Member of the National Assembly for Paris's 6th constituency
- Incumbent
- Assumed office 22 June 2022
- Preceded by: Pierre Person

Councillor of Paris
- Incumbent
- Assumed office 29 March 2026

Member of the Regional Council of Île-de-France
- In office 2 July 2021 – 15 April 2026
- President: Valérie Pécresse
- Constituency: Essonne

Personal details
- Born: 3 June 1979 (age 47) Bonneville, France
- Party: Socialist Party (1997–2006) Modern Left (2007–2008) Left Party (2008–present) La France Insoumise (2016–present)
- Education: Panthéon-Sorbonne University Grenoble Institute of Political Studies IAE Paris

= Sophia Chikirou =

French politician (born 1979)

Sophia Chikirou (/fr/; born 3 June 1979) is a French politician who has represented the 6th constituency of Paris in the National Assembly since 22 May 2022.

A member of La France Insoumise (FI), she was elected to Parliament in the first round of the 2022 legislative election. Chikirou has also served as a member of the Regional Council of Île-de-France since 2021. In 2026, she ran for office in the Paris municipal election.

Through her company Mediascop, she served as La France Insoumise communications director during multiple elections. She is both a romantic and political partner to Jean-Luc Mélenchon.

==Political career==
A native of Bonneville, Haute-Savoie, Chikirou grew up in Scionzier. She joined the Socialist Party in 1997. From 2002 to 2007, Chikirou worked as a parliamentary assistant for Michel Charzat, who represented the 21st constituency of Paris in the National Assembly. She was excluded from the party in 2006 along with Charzat after they refused to rally behind George Pau-Langevin, the party's nominee for 2007 legislative election in the constituency. Charzat ran for reelection as a Socialist dissident under the miscellaneous left label with Chikirou as his substitute but was defeated.

As a member of La France Insoumise since 2016, she was Jean-Luc Mélenchon's presidential campaign communications director in the 2017 election.
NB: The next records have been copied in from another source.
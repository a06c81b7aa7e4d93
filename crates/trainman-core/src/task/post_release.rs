//! Per-project publishing tasks.
//!
//! Errors here are soft faults: the run is marked unstable and the next task
//! still runs. Template generators report problems as `Failure` results.

use std::path::PathBuf;
use std::sync::Arc;

use async_trait::async_trait;
use tracing::{debug, info};

use super::{phase_skip_reason, Arguments, ExecutionResult, Task, TaskPhase};
use crate::collaborators::{
    DescriptorHandler, DocumentationUpdater, ProjectBuilder, ProjectCatalog, TemplateGenerator,
    VcsHandler,
};
use crate::error::Result;
use crate::version::ProjectVersion;

/// Turn a generator outcome into a task result without raising.
pub(crate) fn generated(kind: &str, outcome: Result<Option<PathBuf>>) -> ExecutionResult {
    match outcome {
        Ok(Some(path)) => {
            info!(template = kind, path = %path.display(), "Generated template");
            ExecutionResult::success()
        }
        Ok(None) => ExecutionResult::failure(format!("{kind} template produced no output")),
        Err(e) => ExecutionResult::failure(format!("{kind} template failed: {e}")),
    }
}

pub struct PublishDocsTask {
    builder: Arc<dyn ProjectBuilder>,
}

impl PublishDocsTask {
    pub fn new(builder: Arc<dyn ProjectBuilder>) -> Self {
        Self { builder }
    }
}

#[async_trait]
impl Task for PublishDocsTask {
    fn name(&self) -> &'static str {
        "publishDocs"
    }

    fn short_name(&self) -> &'static str {
        "pd"
    }

    fn header(&self) -> &'static str {
        "PUBLISHING DOCS"
    }

    fn description(&self) -> &'static str {
        "Publish the reference documentation of the released version"
    }

    fn phase(&self) -> TaskPhase {
        TaskPhase::PostRelease
    }

    fn order(&self) -> i32 {
        500
    }

    async fn run(&self, args: &Arguments) -> Result<ExecutionResult> {
        self.builder
            .publish_docs(&args.project_checkout, &args.target)
            .await?;
        Ok(ExecutionResult::success())
    }
}

pub struct CloseMilestoneTask {
    vcs: Arc<dyn VcsHandler>,
}

impl CloseMilestoneTask {
    pub fn new(vcs: Arc<dyn VcsHandler>) -> Self {
        Self { vcs }
    }
}

#[async_trait]
impl Task for CloseMilestoneTask {
    fn name(&self) -> &'static str {
        "closeMilestone"
    }

    fn short_name(&self) -> &'static str {
        "m"
    }

    fn header(&self) -> &'static str {
        "CLOSING MILESTONE"
    }

    fn description(&self) -> &'static str {
        "Close the milestone of the released version"
    }

    fn phase(&self) -> TaskPhase {
        TaskPhase::PostRelease
    }

    fn order(&self) -> i32 {
        450
    }

    fn skip_reason(&self, args: &Arguments) -> Option<String> {
        phase_skip_reason(self.phase(), args).or_else(|| {
            (!args.config().git.has_token())
                .then(|| "no OAuth token configured to close milestones".to_string())
        })
    }

    async fn run(&self, args: &Arguments) -> Result<ExecutionResult> {
        self.vcs.close_milestone(&args.target).await?;
        Ok(ExecutionResult::success())
    }
}

/// Updates the project catalog entry (the project's page on the website).
pub struct UpdateCatalogTask {
    catalog: Arc<dyn ProjectCatalog>,
    vcs: Arc<dyn VcsHandler>,
    descriptor: Arc<dyn DescriptorHandler>,
}

impl UpdateCatalogTask {
    pub fn new(
        catalog: Arc<dyn ProjectCatalog>,
        vcs: Arc<dyn VcsHandler>,
        descriptor: Arc<dyn DescriptorHandler>,
    ) -> Self {
        Self {
            catalog,
            vcs,
            descriptor,
        }
    }
}

#[async_trait]
impl Task for UpdateCatalogTask {
    fn name(&self) -> &'static str {
        "updateSagan"
    }

    fn short_name(&self) -> &'static str {
        "g"
    }

    fn header(&self) -> &'static str {
        "UPDATING PROJECT CATALOG"
    }

    fn description(&self) -> &'static str {
        "Register the released version in the project catalog"
    }

    fn phase(&self) -> TaskPhase {
        TaskPhase::PostRelease
    }

    fn order(&self) -> i32 {
        400
    }

    fn skip_reason(&self, args: &Arguments) -> Option<String> {
        phase_skip_reason(self.phase(), args).or_else(|| {
            (!args.config().catalog.enabled).then(|| "project catalog updates disabled".to_string())
        })
    }

    async fn run(&self, args: &Arguments) -> Result<ExecutionResult> {
        let project = args.target.project_name();
        let branch = self.vcs.current_branch(&args.project_checkout).await?;
        let on_disk = self.descriptor.read_version(&args.project_checkout).await?;
        let original = ProjectVersion::new(project, on_disk)?;
        debug!(branch = %branch, original = %original.version(), "Updating catalog entry");
        self.catalog
            .update_entry(project, &branch, &original, &args.target)
            .await?;
        Ok(ExecutionResult::success())
    }
}

/// Generates the email, blog and tweet announcements.
pub struct CreateTemplatesTask {
    templates: Arc<dyn TemplateGenerator>,
}

impl CreateTemplatesTask {
    pub fn new(templates: Arc<dyn TemplateGenerator>) -> Self {
        Self { templates }
    }
}

#[async_trait]
impl Task for CreateTemplatesTask {
    fn name(&self) -> &'static str {
        "createTemplates"
    }

    fn short_name(&self) -> &'static str {
        "t"
    }

    fn header(&self) -> &'static str {
        "CREATING TEMPLATES"
    }

    fn description(&self) -> &'static str {
        "Generate the email, blog and tweet announcements"
    }

    fn phase(&self) -> TaskPhase {
        TaskPhase::PostRelease
    }

    fn order(&self) -> i32 {
        350
    }

    async fn run(&self, args: &Arguments) -> Result<ExecutionResult> {
        let versions = &args.versions;
        let target = &args.target;
        let results = [
            generated("email", self.templates.email(versions, target).await),
            generated("blog", self.templates.blog(versions, target).await),
            generated("tweet", self.templates.tweet(versions, target).await),
        ];

        let causes: Vec<String> = results.into_iter().filter_map(|r| r.cause).collect();
        if causes.is_empty() {
            Ok(ExecutionResult::success())
        } else {
            Ok(ExecutionResult::failure(causes.join("; ")))
        }
    }
}

pub struct ReleaseNotesTask {
    templates: Arc<dyn TemplateGenerator>,
}

impl ReleaseNotesTask {
    pub fn new(templates: Arc<dyn TemplateGenerator>) -> Self {
        Self { templates }
    }
}

#[async_trait]
impl Task for ReleaseNotesTask {
    fn name(&self) -> &'static str {
        "releaseNotes"
    }

    fn short_name(&self) -> &'static str {
        "rn"
    }

    fn header(&self) -> &'static str {
        "CREATING RELEASE NOTES"
    }

    fn description(&self) -> &'static str {
        "Generate the release notes of the train"
    }

    fn phase(&self) -> TaskPhase {
        TaskPhase::PostRelease
    }

    fn order(&self) -> i32 {
        300
    }

    async fn run(&self, args: &Arguments) -> Result<ExecutionResult> {
        let outcome = self
            .templates
            .release_notes(&args.versions, &args.target)
            .await;
        Ok(generated("release notes", outcome))
    }
}

/// Opens issues asking the guides to move to the new release.
pub struct UpdateGuidesTask {
    vcs: Arc<dyn VcsHandler>,
}

impl UpdateGuidesTask {
    pub fn new(vcs: Arc<dyn VcsHandler>) -> Self {
        Self { vcs }
    }
}

#[async_trait]
impl Task for UpdateGuidesTask {
    fn name(&self) -> &'static str {
        "updateGuides"
    }

    fn short_name(&self) -> &'static str {
        "ug"
    }

    fn header(&self) -> &'static str {
        "UPDATING GUIDES"
    }

    fn description(&self) -> &'static str {
        "Open issues to bump the guides to the released version"
    }

    fn phase(&self) -> TaskPhase {
        TaskPhase::PostRelease
    }

    fn order(&self) -> i32 {
        250
    }

    fn skip_reason(&self, args: &Arguments) -> Option<String> {
        if !args.target.is_release_or_service_release() {
            return Some("guides are only updated for GA and service releases".to_string());
        }
        (!args.config().git.update_guides).then(|| "guide updates disabled".to_string())
    }

    async fn run(&self, args: &Arguments) -> Result<ExecutionResult> {
        self.vcs.create_issue(&args.versions, &args.target).await?;
        Ok(ExecutionResult::success())
    }
}

pub struct UpdateDocumentationTask {
    docs: Arc<dyn DocumentationUpdater>,
}

impl UpdateDocumentationTask {
    pub fn new(docs: Arc<dyn DocumentationUpdater>) -> Self {
        Self { docs }
    }
}

#[async_trait]
impl Task for UpdateDocumentationTask {
    fn name(&self) -> &'static str {
        "updateDocumentation"
    }

    fn short_name(&self) -> &'static str {
        "ud"
    }

    fn header(&self) -> &'static str {
        "UPDATING DOCUMENTATION REPOSITORY"
    }

    fn description(&self) -> &'static str {
        "Point the documentation repository at the released version"
    }

    fn phase(&self) -> TaskPhase {
        TaskPhase::PostRelease
    }

    fn order(&self) -> i32 {
        200
    }

    fn skip_reason(&self, args: &Arguments) -> Option<String> {
        phase_skip_reason(self.phase(), args).or_else(|| {
            (!args.config().git.update_documentation_repo)
                .then(|| "documentation repository updates disabled".to_string())
        })
    }

    async fn run(&self, args: &Arguments) -> Result<ExecutionResult> {
        let branch = &args.config().git.documentation_branch;
        self.docs.update_docs_repo(&args.target, branch).await?;
        Ok(ExecutionResult::success())
    }
}

pub struct UpdateProjectPageTask {
    docs: Arc<dyn DocumentationUpdater>,
}

impl UpdateProjectPageTask {
    pub fn new(docs: Arc<dyn DocumentationUpdater>) -> Self {
        Self { docs }
    }
}

#[async_trait]
impl Task for UpdateProjectPageTask {
    fn name(&self) -> &'static str {
        "updateProjectPage"
    }

    fn short_name(&self) -> &'static str {
        "pp"
    }

    fn header(&self) -> &'static str {
        "UPDATING PROJECT PAGE"
    }

    fn description(&self) -> &'static str {
        "Regenerate the project page with the train versions"
    }

    fn phase(&self) -> TaskPhase {
        TaskPhase::PostRelease
    }

    fn order(&self) -> i32 {
        150
    }

    async fn run(&self, args: &Arguments) -> Result<ExecutionResult> {
        self.docs.update_project_page(&args.versions).await?;
        Ok(ExecutionResult::success())
    }
}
In the 2022 legislative election, she was elected to Parliament for the 6th constituency of Paris, where she succeeded one-term incumbent Pierre Person of La République En Marche! who declined to run for reelection.

Sophia Chikirou has been a close associate of Jean-Luc Mélenchon since 2011, serving as his press officer and later as his communications director during the 2012 and 2017 presidential campaigns. She founded the communications agency Mediascop, which managed Mélenchon's media strategy, introducing innovative techniques such as hologram appearances during rallies. Chikirou's influence extended beyond campaign periods, as she remained a key figure in shaping Mélenchon's public image and communication strategies.

She is both a romantic and political partner to Jean-Luc Mélenchon.

Their relationship is considered an open secret. She has been described as more powerful than Mathilde Panot, the leader of the LFI parliamentary group.

The 2025 book La Meute by Charlotte Belaïch and Olivier Pérou examines the internal dynamics of La France Insoumise, highlighting Chikirou's significant influence within the movement. The authors claim that both Mélenchon and Chikirou contributed to an authoritarian atmosphere, drawing parallels to sect-like behaviour. Manuel Bompard described the book as "a collage of gossip and false information".

In 2026, she ran for office in the Paris municipal election. In the second round, Emmanuel Grégoire, who was endorsed by the Communist Party the Socialist Party, and the Green Party refused to ally with her. She obtained 11.72% of the votes.